GC Spikes: What Do They Mean?

📈 Minor GC Spikes

  • High object churn
  • Eden fills quickly
  • High frequency = CPU spike or latency

✅ Fixes:

  • Tune -Xmn, increase Young Gen
  • Use object pools

📈 Major GC Spikes

  • Old Gen pressure
  • Potential memory leaks
  • Long app pauses

✅ Fixes:

  • Analyze heap dumps
  • Increase heap
  • Fix object retention

How Heap Size Is Determined

Heap does not grow with system memory by default.
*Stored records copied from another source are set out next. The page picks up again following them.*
use svgplot_core::{Color, Element, Kind, Query, point};

fn two_circles(x: f64, y: f64, r: f64) -> Element {
    let mut root = Element::svg();
    root.add_child(Element::group())
        .push(Element::circle(x, y, r))
        .push(Element::circle(x, y, r));
    root
}

#[test]
fn attribute_values_follow_their_type() {
    let mut svg = Element::svg();
    svg.set_attr("width", 200).set_attr("height", "200");
    assert_eq!(svg.attr("width"), Some("200"));
    assert_eq!(svg.attr("height"), Some("200"));

    let rect = svg.add_child(Element::rect(0.0, 0.0, 100.0, 100.0));
    assert_eq!(rect.attr("width"), Some("100.0"));
    assert_eq!(svg.descendants(Kind::Rect).len(), 1);
}

#[test]
fn rect_accessors() {
    let rect = Element::rect(0.0, 0.0, 100.0, 100.0);
    assert_eq!(rect.x(), 0.0);
    assert_eq!(rect.y(), 0.0);
    assert_eq!(rect.width(), 100.0);
    assert_eq!(rect.height(), 100.0);
}

#[test]
fn circle_accessors_and_bbox() {
    let circle = Element::circle(50.0, 60.0, 25.0);
    assert_eq!(circle.x(), 50.0);
    assert_eq!(circle.y(), 60.0);
    assert_eq!(circle.radius(), 25.0);
    assert_eq!(circle.width(), 50.0);
    assert_eq!(circle.height(), 50.0);

    let bbox = circle.bbox().expect("circle bbox");
    assert_eq!(bbox.x1, 25.0);
    assert_eq!(bbox.x2, 75.0);
    assert_eq!(bbox.y1, 35.0);
    assert_eq!(bbox.y2, 85.0);
}

#[test]
fn line_accessors() {
    let line = Element::line(10.0, 30.0, 20.0, 40.0);
    assert_eq!(line.x1(), 10.0);
    assert_eq!(line.x2(), 20.0);
    assert_eq!(line.y1(), 30.0);
    assert_eq!(line.y2(), 40.0);
    assert!((line.length() - 14.142).abs() < 0.01);
    assert!((line.slope() - 1.0).abs() < 0.01);
}

#[test]
fn path_builds_d_attribute() {
    let mut path = Element::path();
    path.start(0.0, 0.0).line_to(100.0, 100.0);
    assert_eq!(path.attr("d"), Some("M 0 0 L 100 100"));

    path.to_origin().close();
    assert_eq!(path.attr("d"), Some("M 0 0 L 100 100 L 0 0 Z"));
    assert_eq!(path.vertices().len(), 3);
}

#[test]
fn line_to_without_start_opens_a_subpath() {
    let mut path = Element::path();
    path.line_to(1.5, 2.0).line_to(3.0, 4.0);
    assert_eq!(path.attr("d"), Some("M 1.5 2 L 3 4"));
}

#[test]
fn text_keeps_content() {
    let text = Element::text(100.0, 100.0, "Hello, SVG!");
    assert_eq!(text.attr("x"), Some("100.0"));
    assert_eq!(text.attr("y"), Some("100.0"));
    assert_eq!(text.content(), Some("Hello, SVG!"));
}

#[test]
fn group_queries_filter_by_kind() {
    let mut svg = Element::svg();
    let group = svg.add_child(Element::group());
    group.add_child(Element::circle(50.0, 50.0, 25.0));
    group.add_child(Element::rect(0.0, 0.0, 100.0, 100.0));

    let group = &svg.children()[0];
    assert_eq!(group.descendants(Query::Shape).len(), 2);
    assert_eq!(group.descendants(Kind::Circle).len(), 1);
    assert_eq!(group.descendants(Kind::Rect).len(), 1);
}

#[test]
fn proper_indentation() {
    let mut root = Element::svg();
    root.add_child(Element::new(Kind::Circle));
    let correct = "<svg xmlns=\"http://www.w3.org/2000/svg\">\n\
                   \t<circle />\n\
                   </svg>";
    assert_eq!(root.to_string(), correct);
}

#[test]
fn proper_indentation_nested() {
    let root = two_circles(0.0, 0.0, 0.0);
    let correct = "<svg xmlns=\"http://www.w3.org/2000/svg\">\n\
                   \t<g>\n\
                   \t\t<circle cx=\"0.0\" cy=\"0.0\" r=\"0.0\" />\n\
                   \t\t<circle cx=\"0.0\" cy=\"0.0\" r=\"0.0\" />\n\
                   \t</g>\n\
                   </svg>";
    assert_eq!(root.to_string(), correct);
}

#[test]
fn css_styling() {
    let mut root = two_circles(0.0, 0.0, 0.0);
    root.style("circle")
        .set_attr("fill", "#000000")
        .set_attr("stroke", "#000000");
    let correct = "<svg xmlns=\"http://www.w3.org/2000/svg\">\n\
                   \t<g>\n\
                   \t\t<circle cx=\"0.0\" cy=\"0.0\" r=\"0.0\" />\n\
                   \t\t<circle cx=\"0.0\" cy=\"0.0\" r=\"0.0\" />\n\
                   \t</g>\n\
                   \t<style type=\"text/css\">\n\
                   \t\t<![CDATA[\n\
                   \t\t\tcircle {\n\
                   \t\t\t\tfill: #000000;\n\
                   \t\t\t\tstroke: #000000;\n\
                   \t\t\t}\n\
                   \t\t]]>\n\
                   \t</style>\n\
                   </svg>";
    assert_eq!(root.to_string(), correct);
}

#[test]
fn css_rules_keep_insertion_order() {
    let mut root = Element::svg();
    root.style(".shape").set_attr("fill", "none");
    root.style(".text").set_attr("font-size", "24px");
    root.style(".shape").set_attr("stroke", Color::Black);

    let markup = root.to_markup();
    let shape = markup.find(".shape {").expect("shape rule");
    let text = markup.find(".text {").expect("text rule");
    assert!(shape < text);
    assert!(markup.contains("\t\t\t\tstroke: black;\n"));
    assert_eq!(root.styles().len(), 2);
}

#[test]
fn one_decimal_place() {
    let pi = std::f64::consts::PI;
    let mut root = Element::svg();
    root.add_child(Element::line(0.0, pi, 0.0, pi));
    let correct = "<svg xmlns=\"http://www.w3.org/2000/svg\">\n\
                   \t<line x1=\"0.0\" x2=\"0.0\" y1=\"3.1\" y2=\"3.1\" />\n\
                   </svg>";
    assert_eq!(root.to_string(), correct);
}

#[test]
fn text_and_attributes_are_escaped() {
    let mut root = Element::svg();
    root.add_child(Element::text(0.0, 0.0, "a < b & c > d"))
        .set_attr("class", "\"quoted\"");
    let markup = root.to_markup();
    assert!(markup.contains(
        "<text class=\"&quot;quoted&quot;\" x=\"0.0\" y=\"0.0\">a &lt; b &amp; c > d</text>"
    ));

    let doc = roxmltree::Document::parse(&markup).expect("well-formed");
    let text = doc
        .descendants()
        .find(|n| n.has_tag_name("text"))
        .expect("text node");
    assert_eq!(text.text(), Some("a < b & c > d"));
}

#[test]
fn children_by_tag_nested() {
    let root = two_circles(0.0, 0.0, 0.0);
    let by_tag = root.children_by_tag();
    assert_eq!(by_tag["g"].len(), 1);
    assert_eq!(by_tag["circle"].len(), 2);
    assert_eq!(by_tag.keys().copied().collect::<Vec<_>>(), ["g", "circle"]);
}

#[test]
fn typed_descendant_queries() {
    let root = two_circles(0.0, 0.0, 0.0);
    assert_eq!(root.descendants(Kind::Svg).len(), 0);
    assert_eq!(root.descendants(Kind::Group).len(), 1);
    assert_eq!(root.descendants(Kind::Circle).len(), 2);
    assert_eq!(root.descendants(Query::Any).len(), 3);
}

#[test]
fn element_anchor_feeds_line_endpoints() {
    let root = two_circles(3.0, 4.0, 1.0);
    let circles = root.descendants(Kind::Circle);
    let line = Element::line_between(circles[0].anchor(), circles[1].anchor());
    assert_eq!(line.x1(), circles[0].x());
    assert_eq!(line.y2(), 4.0);
}

#[test]
fn immediate_children_skip_nested_elements() {
    let mut root = Element::svg();
    root.add_child(Element::circle(50.0, 50.0, 25.0));
    root.add_child(Element::rect(0.0, 0.0, 100.0, 100.0));
    root.add_child(Element::group())
        .add_child(Element::circle(25.0, 25.0, 10.0));

    let shapes = root.immediate_children(Query::Shape);
    assert_eq!(shapes.len(), 2);
    assert_eq!(shapes[0].kind(), Kind::Circle);
    assert_eq!(shapes[1].kind(), Kind::Rect);

    let circles = root.immediate_children(Kind::Circle);
    assert_eq!(circles.len(), 1);
    assert_eq!(circles[0].x(), 50.0);

    let groups = root.immediate_children(Kind::Group);
    assert_eq!(groups.len(), 1);
    assert_eq!(groups[0].children().len(), 1);

    assert_eq!(root.descendants(Kind::Circle).len(), 2);
}

#[test]
fn polygon_points_attribute() {
    let polygon = Element::polygon([
        point(300.0, 50.0),
        point(350.0, 100.0),
        point(300.0, 150.0),
        point(250.0, 100.0),
    ]);
    assert_eq!(
        polygon.attr("points"),
        Some("300.0,50.0 350.0,100.0 300.0,150.0 250.0,100.0")
    );

    let mut polyline = Element::polyline([point(0.0, 0.0)]);
    polyline.push_point(point(1.26, 2.0));
    assert_eq!(polyline.attr("points"), Some("0.0,0.0 1.3,2.0"));
}

#[test]
fn save_writes_markup_with_trailing_newline() {
    let dir = tempfile::tempdir().expect("tempdir");
    let path = dir.path().join("out.svg");
    std::fs::write(&path, "stale content that is longer than the output").expect("seed");

    let mut root = Element::svg();
    root.add_child(Element::new(Kind::Circle));
    root.save(&path).expect("save");

    let written = std::fs::read_to_string(&path).expect("read back");
    assert_eq!(written, format!("{}\n", root.to_markup()));
}

#[test]
fn save_reports_unwritable_path() {
    let dir = tempfile::tempdir().expect("tempdir");
    let path = dir.path().join("missing").join("out.svg");
    let err = Element::svg().save(&path).expect_err("directory does not exist");
    assert!(matches!(err, svgplot_core::Error::Write { .. }));
    assert!(err.to_string().contains("out.svg"));
}

#[test]
fn to_document_adds_xml_prolog() {
    let doc = Element::svg().to_document();
    assert!(doc.starts_with("<?xml version=\"1.0\""));
    assert!(doc.ends_with("<svg xmlns=\"http://www.w3.org/2000/svg\" />\n"));
}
Use:

  • -Xms: Initial heap
  • -Xmx: Max heap
Memory LimitDefault Max Heap
2 GB~512 MB – 1 GB
8 GB~2–4 GB
16 GB~4–8 GB

GC Metric Analysis

Minor Collection Count

1exclude_null(avg:jvm.gc.minor_collection_count{...})

Minor Collection Time

1exclude_null(avg:jvm.gc.minor_collection_time{...})

Major Collection Count

1exclude_null(avg:jvm.gc.major_collection_count{...})

Major Collection Time

1exclude_null(avg:jvm.gc.major_collection_time{...})

Old Gen Size

1exclude_null(avg:jvm.gc.old_gen_size{...})

What I Observed

  1. Minor GC spiked right after release.
  2. Major GC occurred days later (still microseconds).
  3. Old Gen size steadily increased.
  4. Memory usage jumped 40%.

Root Cause

Since it was caused by the release of a new service, We asked the devs to dig into the app to identify memory-heavy objects. A memory leak or retained reference was likely responsible.

Final TL;DR ✨

  • GC manages Java memory automatically.
  • Minor GC = Young Gen; fast and frequent.
  • Major GC = Old Gen; slow and heavy.
  • Heap structure (Eden → Survivor → Old Gen) determines GC behavior.
  • Watch for GC spikes: Minor = churn, Major = leaks.
  • Tune with -Xms, -Xmx, and monitor GC metrics.